Sunday, June 26, 2011

Greece: Worst Fears and a Last Hope

With political and budgetary turmoil in Greece and other EU members intensifying, it's worth considering its effects on the broader market.

I believe the issues in Greece have been skewed. This is not a revenue crisis, rather it's a problem of failing to meet EU fiscal requirements for continued membership. This isn't even to mention the ire that's been drawn from fellow member states like Germany and France who may soon be tasked with bailing it out.

In short, if Greece is to remain a member of the EU in the long term, collective EU budgets will be strained. This will put downward pressure on the Euro currency. Conversely, a Euro unburdened by this responsibility would likely rally in response.

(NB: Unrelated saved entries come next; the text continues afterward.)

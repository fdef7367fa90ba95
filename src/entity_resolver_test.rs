//! Tests for `entity_resolver`.

use crate::entity_resolver::resolve;
use crate::graph_store::GraphStore;
use crate::types::{GoalRule, RetrievalError, Triple};

fn store(names: &[&str]) -> GraphStore {
  // Chain the names so each appears as a node in the given order.
  let triples: Vec<_> = names
    .windows(2)
    .map(|w| Triple::new(w[0], "is made of", w[1]))
    .collect();
  GraphStore::build(&triples, &GoalRule::default())
}

#[test]
fn exact_match_ignores_case_and_whitespace() {
  let g = store(&["Toaster", "Fluoride"]);
  assert_eq!(resolve("  toASTER ", &g), Ok("Toaster"));
}

#[test]
fn longer_substring_wins() {
  let g = store(&["Tower", "5G Tower"]);
  assert_eq!(resolve("My 5G Tower is broken", &g), Ok("5G Tower"));
}

#[test]
fn exact_beats_longer_substring() {
  let g = store(&["Category", "Cat"]);
  assert_eq!(resolve("Cat", &g), Ok("Cat"));
}

#[test]
fn substring_match_is_case_insensitive() {
  let g = store(&["Stop Sign", "Bigfoot"]);
  assert_eq!(resolve("why is that STOP SIGN staring", &g), Ok("Stop Sign"));
}

#[test]
fn equal_length_ties_keep_first_seen_order() {
  let g = store(&["Cats", "Dogs"]);
  assert_eq!(resolve("dogs and cats", &g), Ok("Cats"));
  let g = store(&["Dogs", "Cats"]);
  assert_eq!(resolve("dogs and cats", &g), Ok("Dogs"));
}

#[test]
fn node_name_must_be_inside_query_not_the_reverse() {
  let g = store(&["Microwave", "Oxygen"]);
  assert_eq!(
    resolve("Micro", &g),
    Err(RetrievalError::NoMatch("Micro".to_string()))
  );
}

#[test]
fn no_match_echoes_trimmed_query() {
  let g = store(&["Toaster", "Fluoride"]);
  assert_eq!(
    resolve(" Spaceship ", &g),
    Err(RetrievalError::NoMatch("Spaceship".to_string()))
  );
}

#[test]
fn empty_store_never_matches() {
  let g = GraphStore::default();
  assert!(matches!(resolve("Toaster", &g), Err(RetrievalError::NoMatch(_))));
}

#[test]
fn empty_query_does_not_match() {
  let g = store(&["Toaster", "Fluoride"]);
  assert!(matches!(resolve("   ", &g), Err(RetrievalError::NoMatch(_))));
}

#[test]
fn resolution_is_repeatable() {
  let g = store(&["Cloud", "Cloud Storage", "Storage"]);
  let first = resolve("my cloud storage bill", &g);
  for _ in 0..5 {
    assert_eq!(resolve("my cloud storage bill", &g), first);
  }
  assert_eq!(first, Ok("Cloud Storage"));
}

If the worst fear of the market right now is a Greek default, its last hope is a Greek exit from the European Union. In this event, demand for Euros would increase and likewise put downward pressure on the US dollar.

With this in mind consider that the markets often trade inverse to the US dollar (see chart). A strong Euro means a weak US dollar, and a weak dollar typically lifts markets. A Greek exit from the union would relieve investor worries of an EU collapse and make stocks and commodities cheaper to purchase. These are certainly two very bullish cases for markets going forward.

This is not to argue that Greece exiting the EU is in the best long term interest of either Greece or the EU, just that markets would--at least temporarily--interpret it favourably. Looking forward speculatively, one can envision a scenario where removing countries like Greece from the European Union acts as a last ditch bid to boost a failing market and bolster global financial optimism.

How long that optimism would last is anyone's guess.